The Codex of Business Writing Software for Real-World Solutions 2.pptx
The Codex of Business Writing Software for Real-World Solutions 2.pptxThe Codex of Business Writing Software for Real-World Solutions 2.pptx
The Codex of Business Writing Software for Real-World Solutions 2.pptxMalak Abu Hammad
 
Partners Life - Insurer Innovation Award 2024
Partners Life - Insurer Innovation Award 2024Partners Life - Insurer Innovation Award 2024
Partners Life - Insurer Innovation Award 2024The Digital Insurer
 
GenCyber Cyber Security Day Presentation
GenCyber Cyber Security Day PresentationGenCyber Cyber Security Day Presentation
GenCyber Cyber Security Day PresentationMichael W. Hawkins
 
Kalyanpur ) Call Girls in Lucknow Finest Escorts Service 🍸 8923113531 🎰 Avail...
Kalyanpur ) Call Girls in Lucknow Finest Escorts Service 🍸 8923113531 🎰 Avail...Kalyanpur ) Call Girls in Lucknow Finest Escorts Service 🍸 8923113531 🎰 Avail...
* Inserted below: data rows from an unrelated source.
//! Global alignment with the Altschul–Erickson traceback encoding.
//!
//! The fill pass records seven provenance bits per cell instead of the
//! five-flag layout used by the Gotoh kernels. A reverse post-pass then
//! clears redundant bits so that the backward read visits exactly one
//! optimal path. Scores are identical to the Gotoh global kernel; the
//! emitted CIGAR may differ where equal-score alignments exist.

use std::iter::repeat;

use crate::{
    align::{
        alignment::Alignment,
        constants::{DEFAULT_ALIGNER_CAPACITY, MIN_SCORE},
        scoring::Scoring,
        traceback::Traceback,
    },
    cigar::{ops::CigarOp, CigarSequence},
    error::{AlignError, Result},
};

// Provenance bits, one byte per cell.
const AE_DIAG: u8 = 0b0000_0001; // S achieved by the diagonal move
const AE_S_DEL: u8 = 0b0000_0010; // S equals D
const AE_S_INS: u8 = 0b0000_0100; // S equals I
const AE_DEL_EXTEND: u8 = 0b0000_1000; // D extends the deletion above
const AE_DEL_OPEN: u8 = 0b0001_0000; // D opens from S above
const AE_INS_EXTEND: u8 = 0b0010_0000; // I extends the insertion to the left
const AE_INS_OPEN: u8 = 0b0100_0000; // I opens from S to the left

#[derive(Copy, Clone, Eq, PartialEq, Debug)]
enum Plane {
    Score,
    Del,
    Ins,
}

/// Global affine-gap aligner whose traceback is made unique by the
/// Altschul–Erickson post-pass.
pub struct AltschulEricksonAligner {
    scoring: Scoring,
    s: Vec<i32>,
    d: Vec<i32>,
    flags: Traceback,
}

impl AltschulEricksonAligner {
    pub fn new(scoring: Scoring) -> Self {
        Self::with_capacity(DEFAULT_ALIGNER_CAPACITY, DEFAULT_ALIGNER_CAPACITY, scoring)
    }

    pub fn with_capacity(n: usize, m: usize, scoring: Scoring) -> Self {
        Self {
            scoring,
            s: Vec::with_capacity(m + 1),
            d: Vec::with_capacity(m + 1),
            flags: Traceback::with_capacity(n, m),
        }
    }

    /// Global alignment with full traceback.
    pub fn global(
        &mut self,
        ref_seq: &[u8],
        query: &[u8],
        extended_cigar: bool,
    ) -> Result<Alignment> {
        let (n, m) = (ref_seq.len(), query.len());
        let score = self.fill(ref_seq, query);
        self.prune(n, m);
        let cigar = self.walk(ref_seq, query, extended_cigar)?;
        Ok(Alignment {
            ref_seq: ref_seq.to_vec(),
            ref_start: Some(0),
            ref_stop: n,
            query: query.to_vec(),
            query_start: Some(0),
            query_stop: m,
            cigar: Some(cigar),
            score,
        })
    }

    /// Global alignment, score only.
    pub fn global_score(&mut self, ref_seq: &[u8], query: &[u8]) -> Result<Alignment> {
        let (n, m) = (ref_seq.len(), query.len());
        let score = self.fill(ref_seq, query);
        Ok(Alignment {
            ref_seq: ref_seq.to_vec(),
            ref_start: None,
            ref_stop: n,
            query: query.to_vec(),
            query_start: None,
            query_stop: m,
            cigar: None,
            score,
        })
    }

    fn fill(&mut self, ref_seq: &[u8], query: &[u8]) -> i32 {
        let (n, m) = (ref_seq.len(), query.len());
        self.s.clear();
        self.d.clear();
        self.d.extend(repeat(MIN_SCORE).take(m + 1));
        self.s.push(0);
        for j in 1..=m {
            self.s
                .push(self.scoring.gap_open + self.scoring.gap_extend * (j as i32 - 1));
        }

        self.flags.init(n, m);
        for j in 1..=m {
            let gap = if j == 1 { AE_INS_OPEN } else { AE_INS_EXTEND };
            self.flags.set(0, j, AE_S_INS | gap);
        }
        for i in 1..=n {
            let gap = if i == 1 { AE_DEL_OPEN } else { AE_DEL_EXTEND };
            self.flags.set(i, 0, AE_S_DEL | gap);
        }

        for i in 1..=n {
            let p = ref_seq[i - 1];
            let mut s_diag = self.s[0];
            self.s[0] = self.scoring.gap_open + self.scoring.gap_extend * (i as i32 - 1);
            let mut ins = MIN_SCORE;
            for j in 1..=m {
                let d_open = self.s[j] + self.scoring.gap_open;
                let d_extend = self.d[j] + self.scoring.gap_extend;
                let d_score = d_open.max(d_extend);
                let i_open = self.s[j - 1] + self.scoring.gap_open;
                let i_extend = ins + self.scoring.gap_extend;
                let i_score = i_open.max(i_extend);
                let m_score = s_diag + self.scoring.score(p, query[j - 1]);
                let best = m_score.max(d_score).max(i_score);

                let mut flags = 0u8;
                if d_extend == d_score {
                    flags |= AE_DEL_EXTEND;
                }
                if d_open == d_score {
                    flags |= AE_DEL_OPEN;
                }
                if i_extend == i_score {
                    flags |= AE_INS_EXTEND;
                }
                if i_open == i_score {
                    flags |= AE_INS_OPEN;
                }
                if m_score == best {
                    flags |= AE_DIAG;
                }
                if d_score == best {
                    flags |= AE_S_DEL;
                }
                if i_score == best {
                    flags |= AE_S_INS;
                }
                self.flags.set(i, j, flags);

                s_diag = self.s[j];
                self.s[j] = best;
                self.d[j] = d_score;
                ins = i_score;
            }
        }
        self.s[m]
    }

    /// The tie-resolving post-pass: walking the matrix in reverse,
    /// drop a gap-continuation bit whenever the gap could equally be
    /// opened at the cell, and keep a single S-plane choice
    /// (diagonal over deletion over insertion). After this pass the
    /// backward read is unambiguous.
    fn prune(&mut self, n: usize, m: usize) {
        for i in (0..=n).rev() {
            for j in (0..=m).rev() {
                let mut f = self.flags.get(i, j);
                if f & AE_DEL_OPEN != 0 && f & AE_DEL_EXTEND != 0 {
                    f &= !AE_DEL_EXTEND;
                }
                if f & AE_INS_OPEN != 0 && f & AE_INS_EXTEND != 0 {
                    f &= !AE_INS_EXTEND;
                }
                if f & AE_DIAG != 0 {
                    f &= !(AE_S_DEL | AE_S_INS);
                } else if f & AE_S_DEL != 0 {
                    f &= !AE_S_INS;
                }
                self.flags.set(i, j, f);
            }
        }
    }

    fn walk(&self, ref_seq: &[u8], query: &[u8], extended_cigar: bool) -> Result<CigarSequence> {
        let mut i = ref_seq.len();
        let mut j = query.len();
        let mut cigar = CigarSequence::new();
        let mut plane = Plane::Score;

        loop {
            if i == 0 && j == 0 && plane == Plane::Score {
                break;
            }
            let flags = self.flags.get(i, j);
            match plane {
                Plane::Score => {
                    if flags & AE_DIAG != 0 {
                        if i == 0 || j == 0 {
                            return Err(AlignError::InvalidEditOperation { i, j });
                        }
                        let op = if extended_cigar {
                            if ref_seq[i - 1] == query[j - 1] {
                                CigarOp::SeqMatch
                            } else {
                                CigarOp::SeqMismatch
                            }
                        } else {
                            CigarOp::Match
                        };
                        cigar.push(op, 1)?;
                        i -= 1;
                        j -= 1;
                    } else if flags & AE_S_DEL != 0 {
                        plane = Plane::Del;
                    } else if flags & AE_S_INS != 0 {
                        plane = Plane::Ins;
                    } else {
                        return Err(AlignError::InvalidEditOperation { i, j });
                    }
                }
                Plane::Del => {
                    if i == 0 {
                        return Err(AlignError::InvalidEditOperation { i, j });
                    }
                    cigar.push(CigarOp::Deletion, 1)?;
                    if flags & AE_DEL_EXTEND != 0 {
                        i -= 1;
                    } else if flags & AE_DEL_OPEN != 0 {
                        i -= 1;
                        plane = Plane::Score;
                    } else {
                        return Err(AlignError::InvalidEditOperation { i, j });
                    }
                }
                Plane::Ins => {
                    if j == 0 {
                        return Err(AlignError::InvalidEditOperation { i, j });
                    }
                    cigar.push(CigarOp::Insertion, 1)?;
                    if flags & AE_INS_EXTEND != 0 {
                        j -= 1;
                    } else if flags & AE_INS_OPEN != 0 {
                        j -= 1;
                        plane = Plane::Score;
                    } else {
                        return Err(AlignError::InvalidEditOperation { i, j });
                    }
                }
            }
        }

        cigar.reverse();
        Ok(cigar)
    }
}

#[cfg(test)]
mod tests {
    use rstest::rstest;

    use super::AltschulEricksonAligner;
    use crate::align::{gotoh::GotohAligner, scoring::Scoring};

    fn ae() -> AltschulEricksonAligner {
        AltschulEricksonAligner::new(Scoring::default())
    }

    #[test]
    fn test_identical() {
        let alignment = ae().global(b"ACGTAACC", b"ACGTAACC", false).unwrap();
        assert_eq!(alignment.score, 80);
        assert_eq!(alignment.cigar.as_ref().unwrap().to_string(), "8M");
        assert_eq!(alignment.ref_start, Some(0));
        assert_eq!(alignment.query_start, Some(0));
    }

    #[test]
    fn test_single_base_query() {
        let alignment = ae().global(b"abc", b"b", false).unwrap();
        assert_eq!(alignment.score, -20);
        assert_eq!(alignment.cigar.as_ref().unwrap().to_string(), "1D1M1D");
    }

    #[test]
    fn test_empty_sequences() {
        let alignment = ae().global(b"ACG", b"", false).unwrap();
        assert_eq!(alignment.cigar.as_ref().unwrap().to_string(), "3D");
        let alignment = ae().global(b"", b"AC", false).unwrap();
        assert_eq!(alignment.cigar.as_ref().unwrap().to_string(), "2I");
    }

    #[test]
    fn test_extended_cigar() {
        let alignment = ae().global(b"AACCGGTT", b"AACCGCTT", true).unwrap();
        assert_eq!(alignment.cigar.as_ref().unwrap().to_string(), "5=1X2=");
    }

    /// Equal-score mismatch and indel paths resolve to the diagonal.
    #[test]
    fn test_tie_resolves_to_diagonal() {
        let scoring = Scoring::try_new(10, -30, -15, -6).unwrap();
        let alignment = AltschulEricksonAligner::new(scoring)
            .global(b"AAACCC", b"AACCCC", false)
            .unwrap();
        assert_eq!(alignment.score, 20);
        assert_eq!(alignment.cigar.as_ref().unwrap().to_string(), "6M");
    }

    #[rstest]
    #[case(b"AGACCAAGTCTCTGCTACCGTACATACT".as_slice(), b"GCTGGTGCGACACAT".as_slice())]
    #[case(b"GTTTTTTTTTTA".as_slice(), b"GTTTTTTTTTA".as_slice())]
    #[case(b"abbcbbd".as_slice(), b"acd".as_slice())]
    fn test_matches_gotoh_score_and_consumption(#[case] ref_seq: &[u8], #[case] query: &[u8]) {
        let gotoh = GotohAligner::new(Scoring::default())
            .global(ref_seq, query, false)
            .unwrap();
        let alignment = ae().global(ref_seq, query, false).unwrap();
        assert_eq!(alignment.score, gotoh.score);
        let cigar = alignment.cigar.as_ref().unwrap();
        assert_eq!(cigar.ref_len(None) as usize, ref_seq.len());
        assert_eq!(cigar.query_len(None, true) as usize, query.len());
    }

    #[test]
    fn test_score_only() {
        let full = ae().global(b"abbcbbd", b"acd", false).unwrap();
        let score_only = ae().global_score(b"abbcbbd", b"acd").unwrap();
        assert_eq!(score_only.score, full.score);
        assert_eq!(score_only.cigar, None);
        assert_eq!(score_only.ref_start, None);
    }
}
Kalyanpur ) Call Girls in Lucknow Finest Escorts Service 🍸 8923113531 🎰 Avail...gurkirankumar98700
 
Driving Behavioral Change for Information Management through Data-Driven Gree...
Driving Behavioral Change for Information Management through Data-Driven Gree...Driving Behavioral Change for Information Management through Data-Driven Gree...
Driving Behavioral Change for Information Management through Data-Driven Gree...Enterprise Knowledge
 
A Domino Admins Adventures (Engage 2024)
A Domino Admins Adventures (Engage 2024)A Domino Admins Adventures (Engage 2024)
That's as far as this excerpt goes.